*HOW TO COMPLETE THIS TASK*
Down to the last character, repeat the data that follows.

*EXERCISE DATA*

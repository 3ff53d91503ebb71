//! Save/load a [`MemoryStore`] to/from a JSON snapshot.
//!
//! # File Format
//!
//! ```text
//! {
//!   "version": 1,
//!   "nodes": [
//!     { "id": "1", "parent_id": null, "path": "/1", "explicit_path": null, "label": null },
//!     ...
//!   ]
//! }
//! ```
//!
//! Rows are written ordered by key. Loading rejects duplicate keys.
//!
//! # Example
//!
//! ```ignore
//! use matpath_memory::MemoryStore;
//!
//! store.save_snapshot("tree.json")?;
//! let restored = MemoryStore::load_snapshot("tree.json")?;
//! ```

use std::fs::File;
use std::io::{BufReader, BufWriter};
use std::path::Path;

use matpath::Node;
use serde::{Deserialize, Serialize};
use tracing::info;

use crate::error::{MemoryStoreError, MemoryStoreResult};
use crate::store::MemoryStore;

/// Current snapshot format version.
pub const SNAPSHOT_VERSION: u32 = 1;

#[derive(Debug, Serialize, Deserialize)]
struct Snapshot {
    version: u32,
    nodes: Vec<Node>,
}

impl MemoryStore {
    /// Writes every row to a JSON file.
    pub fn save_snapshot<P: AsRef<Path>>(&self, path: P) -> MemoryStoreResult<()> {
        let path = path.as_ref();
        let snapshot = Snapshot {
            version: SNAPSHOT_VERSION,
            nodes: self.nodes(),
        };
        let file = File::create(path).map_err(|e| MemoryStoreError::io_error(path, e))?;
        serde_json::to_writer_pretty(BufWriter::new(file), &snapshot)
            .map_err(|e| MemoryStoreError::SerializationError(e.to_string()))?;
        info!(path = %path.display(), rows = snapshot.nodes.len(), "saved snapshot");
        Ok(())
    }

    /// Reads a store from a JSON file written by [`save_snapshot`](Self::save_snapshot).
    pub fn load_snapshot<P: AsRef<Path>>(path: P) -> MemoryStoreResult<Self> {
        let path = path.as_ref();
        let file = File::open(path).map_err(|e| MemoryStoreError::io_error(path, e))?;
        let snapshot: Snapshot = serde_json::from_reader(BufReader::new(file))
            .map_err(|e| MemoryStoreError::DeserializationError(e.to_string()))?;
        if snapshot.version != SNAPSHOT_VERSION {
            return Err(MemoryStoreError::UnsupportedVersion {
                found: snapshot.version,
                expected: SNAPSHOT_VERSION,
            });
        }
        let rows = snapshot.nodes.len();
        let store = Self::from_nodes(snapshot.nodes)?;
        info!(path = %path.display(), rows, "loaded snapshot");
        Ok(store)
    }
}
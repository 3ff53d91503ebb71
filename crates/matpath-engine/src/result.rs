//! Result types for path maintenance and batch queries.

use std::collections::HashMap;
use std::time::Duration;

use matpath::{Node, NodeId};

use crate::planner::BatchPlan;

/// Outcome of a path update on one node and its subtree.
#[derive(Debug, Clone, Default, PartialEq, Eq)]
pub struct UpdateReport {
    /// Number of rows written.
    pub affected_rows: usize,
    /// Nodes whose path was (re)computed, in root-to-leaf order.
    pub visited: Vec<NodeId>,
}

impl UpdateReport {
    /// A no-op report.
    pub fn unchanged() -> Self {
        Self::default()
    }

    /// Returns true if no row was written.
    pub fn is_noop(&self) -> bool {
        self.affected_rows == 0
    }

    pub(crate) fn record(&mut self, id: &NodeId, affected: usize) {
        self.affected_rows += affected;
        self.visited.push(id.clone());
    }

    pub(crate) fn merge(&mut self, other: UpdateReport) {
        self.affected_rows += other.affected_rows;
        self.visited.extend(other.visited);
    }
}

/// Outcome of a full-table path computation.
#[derive(Debug, Clone, Default, PartialEq, Eq)]
pub struct BulkReport {
    /// Rows written by the root pass and every propagation pass.
    pub affected_rows: usize,
    /// Number of propagation passes (one per tree level below the roots).
    pub iterations: usize,
}

/// Statistics from a batch fetch.
#[derive(Debug, Clone, Default)]
pub struct BatchStats {
    /// Total duration.
    pub duration: Duration,
    /// Number of OR branches sent to the store.
    pub filter_branches: usize,
    /// Rows returned by the store before matching.
    pub candidates: usize,
    /// Whether the plan came from the plan cache.
    pub plan_cache_hit: bool,
}

/// Result of a batch descendant or ancestor fetch.
///
/// Rows are grouped per requester and sorted by path (root to leaf).
#[derive(Debug, Clone)]
pub struct BatchResult {
    /// Matching rows per requesting node.
    pub by_requester: HashMap<NodeId, Vec<Node>>,
    /// The reduced plan that was executed.
    pub plan: BatchPlan,
    /// Execution statistics.
    pub stats: BatchStats,
}

impl BatchResult {
    /// Rows for one requester (empty if it had none).
    pub fn get(&self, id: &NodeId) -> &[Node] {
        self.by_requester.get(id).map(Vec::as_slice).unwrap_or(&[])
    }

    /// Keys of the rows for one requester, in path order.
    pub fn ids(&self, id: &NodeId) -> Vec<NodeId> {
        self.get(id).iter().map(|n| n.id.clone()).collect()
    }

    /// Total number of (requester, row) pairs.
    pub fn total_matches(&self) -> usize {
        self.by_requester.values().map(Vec::len).sum()
    }

    /// Returns true if no requester received any row.
    pub fn is_empty(&self) -> bool {
        self.total_matches() == 0
    }
}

*OUTPUT OF THE TASK*
repository 3ff53d91503ebb71
//! Save/load a [`MemoryStore`] to/from a JSON snapshot.
//!
//! # File Format
//!
//! ```text
//! {
//!   "version": 1,
//!   "nodes": [
//!     { "id": "1", "parent_id": null, "path": "/1", "explicit_path": null, "label": null },
//!     ...
//!   ]
//! }
//! ```
//!
//! Rows are written ordered by key. Loading rejects duplicate keys.
//!
//! # Example
//!
//! ```ignore
//! use matpath_memory::MemoryStore;
//!
//! store.save_snapshot("tree.json")?;
//! let restored = MemoryStore::load_snapshot("tree.json")?;
//! ```

use std::fs::File;
use std::io::{BufReader, BufWriter};
use std::path::Path;

use matpath::Node;
use serde::{Deserialize, Serialize};
use tracing::info;

use crate::error::{MemoryStoreError, MemoryStoreResult};
use crate::store::MemoryStore;

/// Current snapshot format version.
pub const SNAPSHOT_VERSION: u32 = 1;

#[derive(Debug, Serialize, Deserialize)]
struct Snapshot {
    version: u32,
    nodes: Vec<Node>,
}

impl MemoryStore {
    /// Writes every row to a JSON file.
    pub fn save_snapshot<P: AsRef<Path>>(&self, path: P) -> MemoryStoreResult<()> {
        let path = path.as_ref();
        let snapshot = Snapshot {
            version: SNAPSHOT_VERSION,
            nodes: self.nodes(),
        };
        let file = File::create(path).map_err(|e| MemoryStoreError::io_error(path, e))?;
        serde_json::to_writer_pretty(BufWriter::new(file), &snapshot)
            .map_err(|e| MemoryStoreError::SerializationError(e.to_string()))?;
        info!(path = %path.display(), rows = snapshot.nodes.len(), "saved snapshot");
        Ok(())
    }

    /// Reads a store from a JSON file written by [`save_snapshot`](Self::save_snapshot).
    pub fn load_snapshot<P: AsRef<Path>>(path: P) -> MemoryStoreResult<Self> {
        let path = path.as_ref();
        let file = File::open(path).map_err(|e| MemoryStoreError::io_error(path, e))?;
        let snapshot: Snapshot = serde_json::from_reader(BufReader::new(file))
            .map_err(|e| MemoryStoreError::DeserializationError(e.to_string()))?;
        if snapshot.version != SNAPSHOT_VERSION {
            return Err(MemoryStoreError::UnsupportedVersion {
                found: snapshot.version,
                expected: SNAPSHOT_VERSION,
            });
        }
        let rows = snapshot.nodes.len();
        let store = Self::from_nodes(snapshot.nodes)?;
        info!(path = %path.display(), rows, "loaded snapshot");
        Ok(store)
    }
}
repository 3ff53d91503ebb71
filename crates/matpath-engine/src/result.rs
//! Result types for path maintenance and batch queries.

use std::collections::HashMap;
use std::time::Duration;

use matpath::{Node, NodeId};

use crate::planner::BatchPlan;

/// Outcome of a path update on one node and its subtree.
#[derive(Debug, Clone, Default, PartialEq, Eq)]
pub struct UpdateReport {
    /// Number of rows written.
    pub affected_rows: usize,
    /// Nodes whose path was (re)computed, in root-to-leaf order.
    pub visited: Vec<NodeId>,
}

impl UpdateReport {
    /// A no-op report.
    pub fn unchanged() -> Self {
        Self::default()
    }

    /// Returns true if no row was written.
    pub fn is_noop(&self) -> bool {
        self.affected_rows == 0
    }

    pub(crate) fn record(&mut self, id: &NodeId, affected: usize) {
        self.affected_rows += affected;
        self.visited.push(id.clone());
    }

    pub(crate) fn merge(&mut self, other: UpdateReport) {
        self.affected_rows += other.affected_rows;
        self.visited.extend(other.visited);
    }
}

/// Outcome of a full-table path computation.
#[derive(Debug, Clone, Default, PartialEq, Eq)]
pub struct BulkReport {
    /// Rows written by the root pass and every propagation pass.
    pub affected_rows: usize,
    /// Number of propagation passes (one per tree level below the roots).
    pub iterations: usize,
}

/// Statistics from a batch fetch.
#[derive(Debug, Clone, Default)]
pub struct BatchStats {
    /// Total duration.
    pub duration: Duration,
    /// Number of OR branches sent to the store.
    pub filter_branches: usize,
    /// Rows returned by the store before matching.
    pub candidates: usize,
    /// Whether the plan came from the plan cache.
    pub plan_cache_hit: bool,
}

/// Result of a batch descendant or ancestor fetch.
///
/// Rows are grouped per requester and sorted by path (root to leaf).
#[derive(Debug, Clone)]
pub struct BatchResult {
    /// Matching rows per requesting node.
    pub by_requester: HashMap<NodeId, Vec<Node>>,
    /// The reduced plan that was executed.
    pub plan: BatchPlan,
    /// Execution statistics.
    pub stats: BatchStats,
}

impl BatchResult {
    /// Rows for one requester (empty if it had none).
    pub fn get(&self, id: &NodeId) -> &[Node] {
        self.by_requester.get(id).map(Vec::as_slice).unwrap_or(&[])
    }

    /// Keys of the rows for one requester, in path order.
    pub fn ids(&self, id: &NodeId) -> Vec<NodeId> {
        self.get(id).iter().map(|n| n.id.clone()).collect()
    }

    /// Total number of (requester, row) pairs.
    pub fn total_matches(&self) -> usize {
        self.by_requester.values().map(Vec::len).sum()
    }

    /// Returns true if no requester received any row.
    pub fn is_empty(&self) -> bool {
        self.total_matches() == 0
    }
}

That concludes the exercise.